Unfortunately, after a fun trip this weekend, I might have shoved my laptop into a too-tight bag and subsequently made it annoyingly unuseful for a writer. After our trip, I had some server updates that I wanted to run (yeah, we have a home server. I’m that nerd) and went to my browser on my laptop to access the server via Chrome. For some reason, my laptop decided not to open any icon that I clicked on. After three restarts finally seemed to solve that problem, I began to the type the IP Address for the server and noticed a problem when I got about halfway through it. The 9 button just decided to start typing on it’s own.
I restarted, tested, restarted again, tested, restarted again, and it seemed to fix itself, but the desktop icons wouldn’t open again. I Did one final restart and everything finally seemed to be working.
Then I opened up a word document to start working on the end of Broken Nights: Strange Worlds, and wouldn’t you believe it, the 9 button decided it wanted to help me write the story again.
Very Loud Sigh…followed by cuss words.
That’s no good for an author, but lucky for me, I have solutions.
The real problem for my dilemma is that I don’t want to buy a new computer. This isn’t entirely true, of course. Anyone who knows me knows that I really enjoy buying new computers. The truth is, I don’t want to spend the money.
My wife offered to loan me hers, but my “Maker” ways make me tear apart and mod things that I use. Basically, if she loans me her computer, I’ll want to do things to it that make it very un-hers. My wife is awesome, even for thinking of such a wonderful suggestion, but she’s too awesome for me to abuse her wonderful gift.
I also repurpose laptops for friends when they need them. I swap out hard drives, add and remove RAM, and install different Linux environments so that my friends can have a running laptop. If this solution is good enough for my friends, why not me?
A few months ago, my mother sent me my dad’s dying computer.
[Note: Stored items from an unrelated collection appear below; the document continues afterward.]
use log::{info, warn};
use std::collections::HashMap;
use std::path::Path;
use std::str::FromStr;
use std::sync::Mutex;

const CONFIG_PATH: &str = "gridshot.ini";

/// Hard cap on the grid size: every cell must have a key binding in the
/// terminal frontend's flat key list.
pub const MAX_TOTAL_BOXES: usize = 20;

// --- Minimal INI reader ---
#[derive(Debug, Default)]
pub struct SimpleIni {
    sections: HashMap<String, HashMap<String, String>>,
}

impl SimpleIni {
    pub fn new() -> Self {
        Self::default()
    }

    pub fn load<P: AsRef<Path>>(&mut self, path: P) -> Result<(), std::io::Error> {
        let content = std::fs::read_to_string(path)?;
        self.sections.clear();

        let mut current_section: Option<String> = None;

        for raw_line in content.lines() {
            let line = raw_line.trim();
            if line.is_empty() || line.starts_with(';') || line.starts_with('#') {
                continue;
            }

            // Section header: [SectionName]
            if line.starts_with('[') && line.ends_with(']') && line.len() >= 2 {
                let name = &line[1..line.len() - 1];
                let section = name.trim().to_string();
                current_section = Some(section.clone());
                self.sections.entry(section).or_default();
                continue;
            }

            // Key/value pair: key=value
            if let Some(eq_idx) = line.find('=') {
                let (key_raw, value_raw) = line.split_at(eq_idx);
                let key = key_raw.trim();
                if key.is_empty() {
                    continue;
                }
                // Skip '=' and trim whitespace from the value.
                let value = value_raw[1..].trim().to_string();
                let section = current_section.clone().unwrap_or_default();
                self.sections
                    .entry(section)
                    .or_default()
                    .insert(key.to_string(), value);
            }
        }

        Ok(())
    }

    pub fn get(&self, section: &str, key: &str) -> Option<String> {
        self.sections.get(section).and_then(|s| s.get(key)).cloned()
    }
}

#[derive(Debug, Clone, Copy, PartialEq, Eq)]
pub enum LogLevel {
    Off,
    Error,
    Warn,
    Info,
    Debug,
    Trace,
}

impl LogLevel {
    const fn as_str(&self) -> &'static str {
        match self {
            Self::Off => "Off",
            Self::Error => "Error",
            Self::Warn => "Warn",
            Self::Info => "Info",
            Self::Debug => "Debug",
            Self::Trace => "Trace",
        }
    }

    pub const fn as_level_filter(&self) -> log::LevelFilter {
        match self {
            Self::Off => log::LevelFilter::Off,
            Self::Error => log::LevelFilter::Error,
            Self::Warn => log::LevelFilter::Warn,
            Self::Info => log::LevelFilter::Info,
            Self::Debug => log::LevelFilter::Debug,
            Self::Trace => log::LevelFilter::Trace,
        }
    }
}

impl FromStr for LogLevel {
    type Err = ();

    fn from_str(s: &str) -> Result<Self, Self::Err> {
        match s.trim().to_ascii_lowercase().as_str() {
            "off" => Ok(Self::Off),
            "error" => Ok(Self::Error),
            "warn" => Ok(Self::Warn),
            "info" => Ok(Self::Info),
            "debug" => Ok(Self::Debug),
            "trace" => Ok(Self::Trace),
            _ => Err(()),
        }
    }
}

#[derive(Debug, Clone, Copy)]
pub struct Config {
    /// Number of target cells in the grid.
    pub total_boxes: usize,
    /// How many cells wide the grid is drawn. Input keys are bound to cell
    /// indices, not screen positions, so this is presentation only.
    pub grid_columns: usize,
    /// Scheduler ticks before the round is forced to end.
    pub max_hits: u32,
    pub activate_every_ms: u64,
    pub active_lifetime_ms: u64,
    pub hit_reward: u32,
    /// Render a scannable QR of the share link on the game-over panel.
    pub share_qr: bool,
    pub enable_score_submit: bool,
    pub log_level: LogLevel,
}

impl Default for Config {
    fn default() -> Self {
        Self {
            total_boxes: 20,
            grid_columns: 5,
            max_hits: 20,
            activate_every_ms: 700,
            active_lifetime_ms: 600,
            hit_reward: 10,
            share_qr: true,
            enable_score_submit: false,
            log_level: LogLevel::Warn,
        }
    }
}

// Global, mutable configuration instance.
static CONFIG: std::sync::LazyLock<Mutex<Config>> =
    std::sync::LazyLock::new(|| Mutex::new(Config::default()));

// --- File I/O ---

fn create_default_config_file() -> Result<(), std::io::Error> {
    info!("'{CONFIG_PATH}' not found, creating with default values.");
    let default = Config::default();

    let mut content = String::new();

    // [Options] section - keys in alphabetical order
    content.push_str("[Options]\n");
    content.push_str(&format!("ActivateEveryMs={}\n", default.activate_every_ms));
    content.push_str(&format!(
        "ActiveLifetimeMs={}\n",
        default.active_lifetime_ms
    ));
    content.push_str(&format!(
        "EnableScoreSubmit={}\n",
        if default.enable_score_submit { "1" } else { "0" }
    ));
    content.push_str(&format!("GridColumns={}\n", default.grid_columns));
    content.push_str(&format!("HitReward={}\n", default.hit_reward));
    content.push_str(&format!("LogLevel={}\n", default.log_level.as_str()));
    content.push_str(&format!("MaxHits={}\n", default.max_hits));
    content.push_str(&format!(
        "ShareQr={}\n",
        if default.share_qr { "1" } else { "0" }
    ));
    content.push_str(&format!("TotalBoxes={}\n", default.total_boxes));
    content.push('\n');

    std::fs::write(CONFIG_PATH, content)
}

pub fn load() {
    if !std::path::Path::new(CONFIG_PATH).exists()
        && let Err(e) = create_default_config_file()
    {
        warn!("Failed to create default config file: {e}");
    }

    let mut conf = SimpleIni::new();
    match conf.load(CONFIG_PATH) {
        Ok(()) => {
            // Populate the global CONFIG struct from the file, using default
            // values for any missing or malformed keys.
            {
                let mut cfg = CONFIG.lock().unwrap();
                let default = Config::default();

                cfg.total_boxes = conf
                    .get("Options", "TotalBoxes")
                    .and_then(|v| v.parse::<usize>().ok())
                    .map_or(default.total_boxes, |v| v.clamp(1, MAX_TOTAL_BOXES));
                cfg.grid_columns = conf
                    .get("Options", "GridColumns")
                    .and_then(|v| v.parse::<usize>().ok())
                    .map_or(default.grid_columns, |v| v.clamp(1, MAX_TOTAL_BOXES));
                cfg.max_hits = conf
                    .get("Options", "MaxHits")
                    .and_then(|v| v.parse::<u32>().ok())
                    .map_or(default.max_hits, |v| v.clamp(1, 999));
                cfg.activate_every_ms = conf
                    .get("Options", "ActivateEveryMs")
                    .and_then(|v| v.parse::<u64>().ok())
                    .map_or(default.activate_every_ms, |v| v.clamp(100, 10_000));
                cfg.active_lifetime_ms = conf
                    .get("Options", "ActiveLifetimeMs")
                    .and_then(|v| v.parse::<u64>().ok())
                    .map_or(default.active_lifetime_ms, |v| v.clamp(50, 10_000));
                cfg.hit_reward = conf
                    .get("Options", "HitReward")
                    .and_then(|v| v.parse::<u32>().ok())
                    .map_or(default.hit_reward, |v| v.clamp(1, 1_000));
                cfg.share_qr = conf
                    .get("Options", "ShareQr")
                    .and_then(|v| v.parse::<u8>().ok())
                    .map_or(default.share_qr, |v| v != 0);
                cfg.enable_score_submit = conf
                    .get("Options", "EnableScoreSubmit")
                    .and_then(|v| v.parse::<u8>().ok())
                    .map_or(default.enable_score_submit, |v| v != 0);
                cfg.log_level = conf
                    .get("Options", "LogLevel")
                    .and_then(|v| LogLevel::from_str(&v).ok())
                    .unwrap_or(default.log_level);

                info!("Configuration loaded from '{CONFIG_PATH}'.");
            } // Lock on CONFIG is released here.

            // Only rewrite the file if any known key is missing.
            let missing_opts = {
                let options_keys = [
                    "ActivateEveryMs",
                    "ActiveLifetimeMs",
                    "EnableScoreSubmit",
                    "GridColumns",
                    "HitReward",
                    "LogLevel",
                    "MaxHits",
                    "ShareQr",
                    "TotalBoxes",
                ];
                options_keys
                    .iter()
                    .any(|k| conf.get("Options", k).is_none())
            };
            if missing_opts {
                save();
                info!("'{CONFIG_PATH}' updated with default values for any missing fields.");
            } else {
                info!("Configuration OK; no write needed.");
            }
        }
        Err(e) => {
            warn!("Failed to load '{CONFIG_PATH}': {e}. Using default values.");
        }
    }
}

fn save() {
    let cfg = CONFIG.lock().unwrap();

    let mut content = String::new();

    // [Options] (alphabetical order)
    content.push_str("[Options]\n");
    content.push_str(&format!("ActivateEveryMs={}\n", cfg.activate_every_ms));
    content.push_str(&format!("ActiveLifetimeMs={}\n", cfg.active_lifetime_ms));
    content.push_str(&format!(
        "EnableScoreSubmit={}\n",
        if cfg.enable_score_submit { "1" } else { "0" }
    ));
    content.push_str(&format!("GridColumns={}\n", cfg.grid_columns));
    content.push_str(&format!("HitReward={}\n", cfg.hit_reward));
    content.push_str(&format!("LogLevel={}\n", cfg.log_level.as_str()));
    content.push_str(&format!("MaxHits={}\n", cfg.max_hits));
    content.push_str(&format!(
        "ShareQr={}\n",
        if cfg.share_qr { "1" } else { "0" }
    ));
    content.push_str(&format!("TotalBoxes={}\n", cfg.total_boxes));
    content.push('\n');

    if let Err(e) = std::fs::write(CONFIG_PATH, content) {
        warn!("Failed to save config file: {e}");
    }
}

pub fn get() -> Config {
    *CONFIG.lock().unwrap()
}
I installed the latest Ubuntu on it, and was using it as more of a prototyping experiment more than anything. In light of the system failures in my laptop, I started downloading my entire OneDrive (only a few GB) to the Ubuntu box.
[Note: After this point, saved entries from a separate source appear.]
//! Ranking command handler.
//!
//! Drives sequential keyword scans through one browser pool. Per-keyword
//! failures surface in each result's `error` field rather than aborting
//! the run.

use clap::Args;
use maprank_core::{AppConfig, GeoLocation};
use maprank_scraper::{
    check_multiple_keywords, BrowserPool, Geocoder, RankingOptions, DEFAULT_MAX_RESULTS,
};

#[derive(Debug, Args)]
pub(crate) struct RankArgs {
    /// Keywords to check, in order.
    #[arg(required = true)]
    pub keywords: Vec<String>,

    /// Target place identifier (exact match, authoritative).
    #[arg(long)]
    pub place_id: Option<String>,

    /// Target business name (fuzzy fallback when a row has no identifier).
    #[arg(long)]
    pub name: Option<String>,

    /// Business address; geocoded into the search-origin bias.
    #[arg(long)]
    pub address: Option<String>,

    /// Explicit search-origin latitude, overriding --address.
    #[arg(long, requires = "longitude")]
    pub latitude: Option<f64>,

    /// Explicit search-origin longitude, overriding --address.
    #[arg(long, requires = "latitude")]
    pub longitude: Option<f64>,

    /// Size of the scanned top-N window.
    #[arg(long, default_value_t = DEFAULT_MAX_RESULTS)]
    pub max_results: u32,

    /// Run the browser with a visible window.
    #[arg(long)]
    pub visible: bool,

    /// Emit results as JSON instead of a summary.
    #[arg(long)]
    pub json: bool,
}

pub(crate) async fn run_rank(config: &AppConfig, args: &RankArgs) -> anyhow::Result<()> {
    if args.place_id.is_none() && args.name.is_none() {
        anyhow::bail!("pass --place-id or --name to identify the target business");
    }

    let location = resolve_location(config, args).await;
    let options = RankingOptions {
        target_place_id: args.place_id.clone(),
        target_name: args.name.clone(),
        location,
        max_results: args.max_results,
        headless: args.visible.then_some(false),
    };
    let mut pool = BrowserPool::new(config.clone());
    let results = check_multiple_keywords(&mut pool, &args.keywords, &options).await;
    pool.close().await;

    if args.json {
        println!("{}", serde_json::to_string_pretty(&results)?);
        return Ok(());
    }

    for result in &results {
        match (&result.error, result.rank) {
            (Some(error), _) => println!("{}: failed ({error})", result.keyword),
            (None, Some(rank)) => println!(
                "{}: rank {rank} of {} scanned",
                result.keyword, result.total_results
            ),
            (None, None) => println!(
                "{}: not in the top {} results",
                result.keyword, result.total_results
            ),
        }
    }
    Ok(())
}

/// Resolves the search-origin bias: explicit coordinates win, then a
/// geocoded address, then `None` (the pool's default applies).
async fn resolve_location(config: &AppConfig, args: &RankArgs) -> Option<GeoLocation> {
    if let (Some(latitude), Some(longitude)) = (args.latitude, args.longitude) {
        return Some(GeoLocation {
            latitude,
            longitude,
        });
    }
    let address = args.address.as_deref()?;
    match Geocoder::new(config) {
        Ok(geocoder) => geocoder.geocode_address(address).await,
        Err(e) => {
            tracing::warn!(error = %e, "geocoder unavailable, using default location");
            None
        }
    }
}
use super::*;

fn place(rank: u32, name: &str, place_id: Option<&str>) -> PlaceResult {
    PlaceResult {
        rank,
        name: name.to_string(),
        place_id: place_id.map(ToString::to_string),
        rating: None,
        review_count: None,
        address: None,
        url: None,
    }
}

// ---------------------------------------------------------------------------
// match_target
// ---------------------------------------------------------------------------

#[test]
fn place_id_match_fixes_the_rank() {
    let results = vec![
        place(1, "喫茶ロマン", Some("ChIJ999")),
        place(2, "山田歯科医院", Some("ChIJ123")),
        place(3, "カフェみどり", Some("ChIJ555")),
    ];
    assert_eq!(match_target(&results, Some("ChIJ123"), None), Some(2));
}

#[test]
fn absent_target_yields_no_rank() {
    let results = vec![
        place(1, "喫茶ロマン", Some("ChIJ999")),
        place(2, "カフェみどり", Some("ChIJ555")),
    ];
    assert_eq!(match_target(&results, Some("ChIJ123"), None), None);
    assert_eq!(match_target(&results, None, Some("山田歯科医院")), None);
}

#[test]
fn name_fallback_when_row_id_is_missing() {
    let results = vec![
        place(1, "喫茶ロマン", None),
        place(2, "山田歯科医院 渋谷", None),
    ];
    assert_eq!(
        match_target(&results, Some("ChIJ123"), Some("山田歯科医院")),
        Some(2)
    );
}

#[test]
fn first_matching_row_wins() {
    let results = vec![
        place(1, "山田歯科医院 本院", None),
        place(2, "山田歯科医院", Some("ChIJ123")),
    ];
    assert_eq!(
        match_target(&results, Some("ChIJ123"), Some("山田歯科医院")),
        Some(1)
    );
}

#[test]
fn no_criteria_never_matches() {
    let results = vec![place(1, "喫茶ロマン", Some("ChIJ999"))];
    assert_eq!(match_target(&results, None, None), None);
}

// ---------------------------------------------------------------------------
// names_match
// ---------------------------------------------------------------------------

#[test]
fn names_match_is_bidirectional_substring() {
    assert!(names_match("山田歯科医院 渋谷駅前", "山田歯科医院"));
    assert!(names_match("山田歯科", "山田歯科医院"));
    assert!(!names_match("佐藤整形外科", "山田歯科医院"));
}

#[test]
fn names_match_ignores_case_and_whitespace() {
    assert!(names_match("Cafe Midori Tokyo", "cafemidori"));
    assert!(names_match("CAFE MIDORI", "Cafe  Midori"));
    assert!(!names_match("", "anything"));
    assert!(!names_match("anything", "   "));
}

// ---------------------------------------------------------------------------
// row_to_place
// ---------------------------------------------------------------------------

#[test]
fn row_without_a_name_is_skipped() {
    let capture = RowCapture {
        name: None,
        href: Some("/maps/place/x".to_string()),
        rating_label: Some("4.3 つ星".to_string()),
        count_text: None,
        address: None,
    };
    assert!(row_to_place(&capture, 1).is_none());

    let blank = RowCapture {
        name: Some("   ".to_string()),
        href: None,
        rating_label: None,
        count_text: None,
        address: None,
    };
    assert!(row_to_place(&blank, 1).is_none());
}

#[test]
fn full_row_parses_every_field() {
    let capture = RowCapture {
        name: Some("山田歯科医院".to_string()),
        href: Some(
            "/maps/place/%E5%B1%B1%E7%94%B0/data=!4m5!3m4!1s0x6018f:0x42ab!19sChIJ123"
                .to_string(),
        ),
        rating_label: Some("4.3 つ星 862 件のクチコミ".to_string()),
        count_text: Some("irrelevant".to_string()),
        address: Some(" 東京都渋谷区1-2-3 ".to_string()),
    };
    let result = row_to_place(&capture, 4).unwrap();
    assert_eq!(result.rank, 4);
    assert_eq!(result.name, "山田歯科医院");
    assert_eq!(result.place_id.as_deref(), Some("0x6018f:0x42ab"));
    assert_eq!(result.rating, Some(4.3));
    assert_eq!(result.review_count, Some(862));
    assert_eq!(result.address.as_deref(), Some("東京都渋谷区1-2-3"));
    assert!(result.url.unwrap().starts_with("https://www.google.com/"));
}

#[test]
fn count_text_is_the_fallback_for_review_count() {
    let capture = RowCapture {
        name: Some("カフェみどり".to_string()),
        href: None,
        rating_label: Some("4.8 つ星".to_string()),
        count_text: Some("カフェみどり 4.8 (321) 東京都".to_string()),
        address: None,
    };
    let result = row_to_place(&capture, 1).unwrap();
    assert_eq!(result.rating, Some(4.8));
    assert_eq!(result.review_count, Some(321));
    assert_eq!(result.place_id, None);
}

#[test]
fn absolute_hrefs_pass_through_unchanged() {
    assert_eq!(
        absolutize("https://www.google.com/maps/place/x"),
        "https://www.google.com/maps/place/x"
    );
    assert_eq!(
        absolutize("/maps/place/x"),
        "https://www.google.com/maps/place/x"
    );
}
My only reason for seeing the Ubuntu laptop as an inconvenience is that I have subscriptions on the Windows machine. Steam, Adobe Photoshop, and Microsoft Office. All things that don’t translate well when switching over to Linux. To be fair, there is a Linux Steam client and GIMP is a great Photoshop alternative, but Microsoft Office is a disappointing service to lose full access to.
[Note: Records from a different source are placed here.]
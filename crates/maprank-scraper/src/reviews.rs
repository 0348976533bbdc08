//! Review extraction: opens a business detail panel, switches to the
//! reviews tab, and harvests the rendered review cards with their star
//! ratings, authors and relative timestamps.

use std::collections::HashSet;
use std::time::Duration;

use chromiumoxide::Page;
use chrono::Utc;
use maprank_core::{GeoLocation, Review, ReviewsResult};
use serde::Deserialize;

use crate::dom::{evaluate_json, scroll_container};
use crate::error::ScraperError;
use crate::maps_url::{place_url, search_url};
use crate::parse::{
    generate_review_id, parse_rating_label, parse_relative_time, parse_review_count,
    parse_star_rating,
};
use crate::pool::{navigate, BrowserPool, ContextOptions};
use crate::selector::{resolve_text, try_selectors};

/// Default cap on harvested reviews per call.
pub const DEFAULT_MAX_REVIEWS: u32 = 20;

/// Fixed per-pass scroll distance over the review pane.
const SCROLL_DELTA_PX: u32 = 1000;

/// Attributed author when a card renders without one.
const ANONYMOUS_AUTHOR: &str = "Anonymous";

/// Pause after expanding truncated review bodies, letting the re-layout land
/// before the cards are read.
const EXPAND_SETTLE_MS: u64 = 300;

/// Business title candidates on the detail panel.
const TITLE_SELECTORS: [&str; 3] = ["h1.DUwDvf", "div[role='main'] h1", "h1"];

/// Aggregate-rating candidates near the title.
const RATING_SELECTORS: [&str; 2] = ["div.F7nice span[aria-hidden='true']", "div.F7nice"];

/// Review-count candidates near the title.
const COUNT_SELECTORS: [&str; 3] = [
    "div.F7nice span[aria-label]",
    "div.F7nice",
    "button[jsaction*='reviewChart']",
];

/// Scrollable review-pane candidates.
const PANE_SELECTORS: [&str; 3] = [
    "div.m6QErb[tabindex='-1']",
    "div[role='main'] div[tabindex='-1']",
    "div[role='main']",
];

/// First keyword-search result, used when only a business name is known.
const FIRST_RESULT_SELECTORS: [&str; 2] = [
    "div[role='feed'] a[href*='/maps/place/']",
    "a[href*='/maps/place/']",
];

/// One review harvest request. Identification by place identifier is
/// preferred; a bare name falls back to a keyword search whose first result
/// is opened.
#[derive(Debug, Clone)]
pub struct ReviewsRequest {
    pub place_id: Option<String>,
    pub place_name: Option<String>,
    /// Explicit search phrase for the name fallback; the bare name is
    /// searched when unset.
    pub search_keyword: Option<String>,
    pub location: Option<GeoLocation>,
    pub max_reviews: u32,
    pub headless: Option<bool>,
}

impl ReviewsRequest {
    #[must_use]
    pub fn for_place_id(place_id: impl Into<String>) -> Self {
        Self {
            place_id: Some(place_id.into()),
            place_name: None,
            search_keyword: None,
            location: None,
            max_reviews: DEFAULT_MAX_REVIEWS,
            headless: None,
        }
    }

    #[must_use]
    pub fn for_place_name(place_name: impl Into<String>) -> Self {
        Self {
            place_id: None,
            place_name: Some(place_name.into()),
            search_keyword: None,
            location: None,
            max_reviews: DEFAULT_MAX_REVIEWS,
            headless: None,
        }
    }
}

/// Raw strings captured from one rendered review card.
#[derive(Debug, Deserialize)]
struct ReviewCapture {
    author: Option<String>,
    rating_label: Option<String>,
    relative_time: Option<String>,
    text: Option<String>,
}

/// Harvests reviews for one business.
///
/// Never fails: engine and navigation errors are folded into an empty
/// result with `error` set. Partial pages degrade field by field — a
/// missing aggregate rating or count leaves the default, not an error.
pub async fn fetch_reviews(pool: &mut BrowserPool, request: &ReviewsRequest) -> ReviewsResult {
    match scan_reviews(pool, request).await {
        Ok(result) => result,
        Err(e) => {
            tracing::warn!(
                place_id = request.place_id.as_deref().unwrap_or(""),
                error = %e,
                "review harvest failed"
            );
            let mut result =
                ReviewsResult::empty(request.place_id.as_deref(), request.place_name.as_deref());
            result.error = Some(e.to_string());
            result
        }
    }
}

async fn scan_reviews(
    pool: &mut BrowserPool,
    request: &ReviewsRequest,
) -> Result<ReviewsResult, ScraperError> {
    let config = pool.config().clone();
    let page = pool
        .context(&ContextOptions {
            headless: request.headless,
            geolocation: request.location,
        })
        .await?;
    let settle = Duration::from_millis(config.scroll_settle_ms);
    let selector_timeout = Duration::from_secs(config.selector_timeout_secs);

    match (request.place_id.as_deref(), request.place_name.as_deref()) {
        (Some(place_id), _) => {
            let url = place_url(place_id, &config.locale);
            tracing::debug!(place_id, url = %url, "loading place detail");
            navigate(&page, &url, config.navigation_timeout_secs).await?;
        }
        (None, Some(place_name)) => {
            let keyword = request.search_keyword.as_deref().unwrap_or(place_name);
            let url = search_url(keyword, request.location.as_ref(), &config.locale);
            tracing::debug!(place_name, url = %url, "searching place by name");
            navigate(&page, &url, config.navigation_timeout_secs).await?;
            tokio::time::sleep(settle).await;
            open_first_result(&page, selector_timeout).await;
        }
        (None, None) => {
            let mut result = ReviewsResult::empty(None, None);
            result.error = Some("neither place identifier nor name was given".to_string());
            return Ok(result);
        }
    }
    tokio::time::sleep(settle).await;

    let place_name = resolve_text(&page, &TITLE_SELECTORS, selector_timeout)
        .await
        .unwrap_or_default();
    let average_rating = resolve_text(&page, &RATING_SELECTORS, selector_timeout)
        .await
        .as_deref()
        .and_then(parse_rating_label)
        .unwrap_or(0.0);
    let labelled_total = resolve_text(&page, &COUNT_SELECTORS, selector_timeout)
        .await
        .as_deref()
        .and_then(parse_review_count);

    open_reviews_tab(&page).await;
    tokio::time::sleep(settle).await;

    let max_reviews = request.max_reviews.max(1) as usize;
    let mut reviews: Vec<Review> = Vec::new();
    let mut seen: HashSet<String> = HashSet::new();

    for pass in 0..config.max_scroll_passes {
        expand_truncated_bodies(&page).await;
        tokio::time::sleep(Duration::from_millis(EXPAND_SETTLE_MS)).await;

        let captures = read_review_cards(&page).await;
        let before = reviews.len();
        for capture in &captures {
            if let Some(review) = capture_to_review(capture) {
                if seen.insert(review.id.clone()) {
                    reviews.push(review);
                    if reviews.len() >= max_reviews {
                        break;
                    }
                }
            }
        }
        if reviews.len() >= max_reviews {
            break;
        }
        if pass > 0 && reviews.len() == before {
            tracing::debug!(pass, harvested = reviews.len(), "review pane exhausted");
            break;
        }

        scroll_container(&page, &PANE_SELECTORS, SCROLL_DELTA_PX).await;
        tokio::time::sleep(settle).await;
    }

    let total_reviews =
        labelled_total.unwrap_or_else(|| u32::try_from(reviews.len()).unwrap_or(u32::MAX));

    Ok(ReviewsResult {
        place_id: request.place_id.clone(),
        place_name,
        total_reviews,
        average_rating,
        reviews,
        checked_at: Utc::now(),
        error: None,
    })
}

/// Clicks through to the first search result. Best-effort: a miss leaves the
/// search page as-is and the title resolution reports what it finds there.
async fn open_first_result(page: &Page, timeout: Duration) {
    let Some(element) = try_selectors(page, &FIRST_RESULT_SELECTORS, timeout).await else {
        tracing::warn!("no search result to open");
        return;
    };
    if let Err(e) = element.click().await {
        tracing::warn!(error = %e, "could not open first search result");
        return;
    }
    let _ = page.wait_for_navigation().await;
}

/// Switches the detail panel to its reviews tab. Best-effort: some layouts
/// render reviews inline without a tab.
async fn open_reviews_tab(page: &Page) {
    let script = r#"(() => {
        const tabs = Array.from(document.querySelectorAll("button[role='tab'], button"));
        for (const tab of tabs) {
            const label = (tab.getAttribute('aria-label') || '') + ' ' + (tab.textContent || '');
            if (label.includes('クチコミ') || /reviews/i.test(label)) {
                tab.click();
                return true;
            }
        }
        return false;
    })()"#;
    match page.evaluate(script).await {
        Ok(result) => {
            let clicked = result.into_value::<bool>().unwrap_or(false);
            tracing::debug!(clicked, "reviews tab switch");
        }
        Err(e) => tracing::debug!(error = %e, "reviews tab switch failed"),
    }
}

/// Clicks every visible "more" toggle so truncated review bodies are fully
/// rendered before capture.
async fn expand_truncated_bodies(page: &Page) {
    let script = r#"(() => {
        const toggles = Array.from(document.querySelectorAll('button'));
        let clicked = 0;
        for (const toggle of toggles) {
            const label = (toggle.getAttribute('aria-label') || '') + ' ' + (toggle.textContent || '');
            if ((label.includes('もっと見る') || /\bmore\b/i.test(label)) && toggle.offsetParent !== null) {
                toggle.click();
                clicked += 1;
            }
        }
        return clicked;
    })()"#;
    if let Err(e) = page.evaluate(script).await {
        tracing::debug!(error = %e, "expanding review bodies failed");
    }
}

/// Reads every currently rendered review card in one evaluation round-trip.
async fn read_review_cards(page: &Page) -> Vec<ReviewCapture> {
    let script = r#"(() => {
        const cards = Array.from(document.querySelectorAll('div[data-review-id], div.jftiEf'));
        const text = (el, sel) => {
            const m = el.querySelector(sel);
            return m && m.textContent ? m.textContent.trim() : null;
        };
        return JSON.stringify(cards.map(card => {
            const ratingEl = card.querySelector("span[role='img']");
            return {
                author: text(card, '.d4r55') || card.getAttribute('aria-label'),
                rating_label: ratingEl ? ratingEl.getAttribute('aria-label') : null,
                relative_time: text(card, '.rsqaWe') || text(card, '.DU9Pgb'),
                text: text(card, '.wiI7pd') || text(card, '.MyEned'),
            };
        }));
    })()"#;
    evaluate_json(page, script).await.unwrap_or_default()
}

/// Converts one captured card. A card whose star rating cannot be read is
/// dropped entirely — without the rating the identifier would collide across
/// unrelated reviews. Everything else degrades to a placeholder or empty
/// string.
fn capture_to_review(capture: &ReviewCapture) -> Option<Review> {
    let rating = capture.rating_label.as_deref().and_then(parse_star_rating)?;
    let author_name = capture
        .author
        .as_deref()
        .map(str::trim)
        .filter(|a| !a.is_empty())
        .unwrap_or(ANONYMOUS_AUTHOR)
        .to_string();
    let relative_time = capture
        .relative_time
        .as_deref()
        .map(str::trim)
        .unwrap_or_default()
        .to_string();
    let text = capture
        .text
        .as_deref()
        .map(str::trim)
        .unwrap_or_default()
        .to_string();

    Some(Review {
        id: generate_review_id(&author_name, &relative_time, rating),
        rating,
        text,
        author_name,
        published_at: parse_relative_time(&relative_time, Utc::now()),
        relative_time,
    })
}

/// Filters `current` down to the reviews whose identifiers are not in
/// `previous_ids`, preserving rendered order. Pure; the caller owns the
/// persistence of seen identifiers.
#[must_use]
pub fn detect_new_reviews(current: &[Review], previous_ids: &[String]) -> Vec<Review> {
    let known: HashSet<&str> = previous_ids.iter().map(String::as_str).collect();
    current
        .iter()
        .filter(|review| !known.contains(review.id.as_str()))
        .cloned()
        .collect()
}

#[cfg(test)]
#[path = "reviews_test.rs"]
mod reviews_test;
The great news is that there are tons of open source (free) alternatives to everything that I’m used to, and Microsoft has online tools that are just slimmed down versions of their downloaded suite of services.
So, my plan for now is to transfer anything important to the Linux laptop, install the programs I need to keep on keeping on, and to transfer the RAM cards from my laptop to the Linux laptop to improve the functionality of it.
What does this mean for my writing? Absolutely nothing. I was using OneDrive as a back up for my important things, including my writing. When I hit save on my story last time I was writing it, it uploaded any changes to OneDrive instantly. All I need to do is sign into Word Online and start typing, or open the downloaded OneDrive backup I did the other night and continue the document from there.
Frustrated at losing a computer’s functionality, but not as frustrated as I could have been! #creativelife!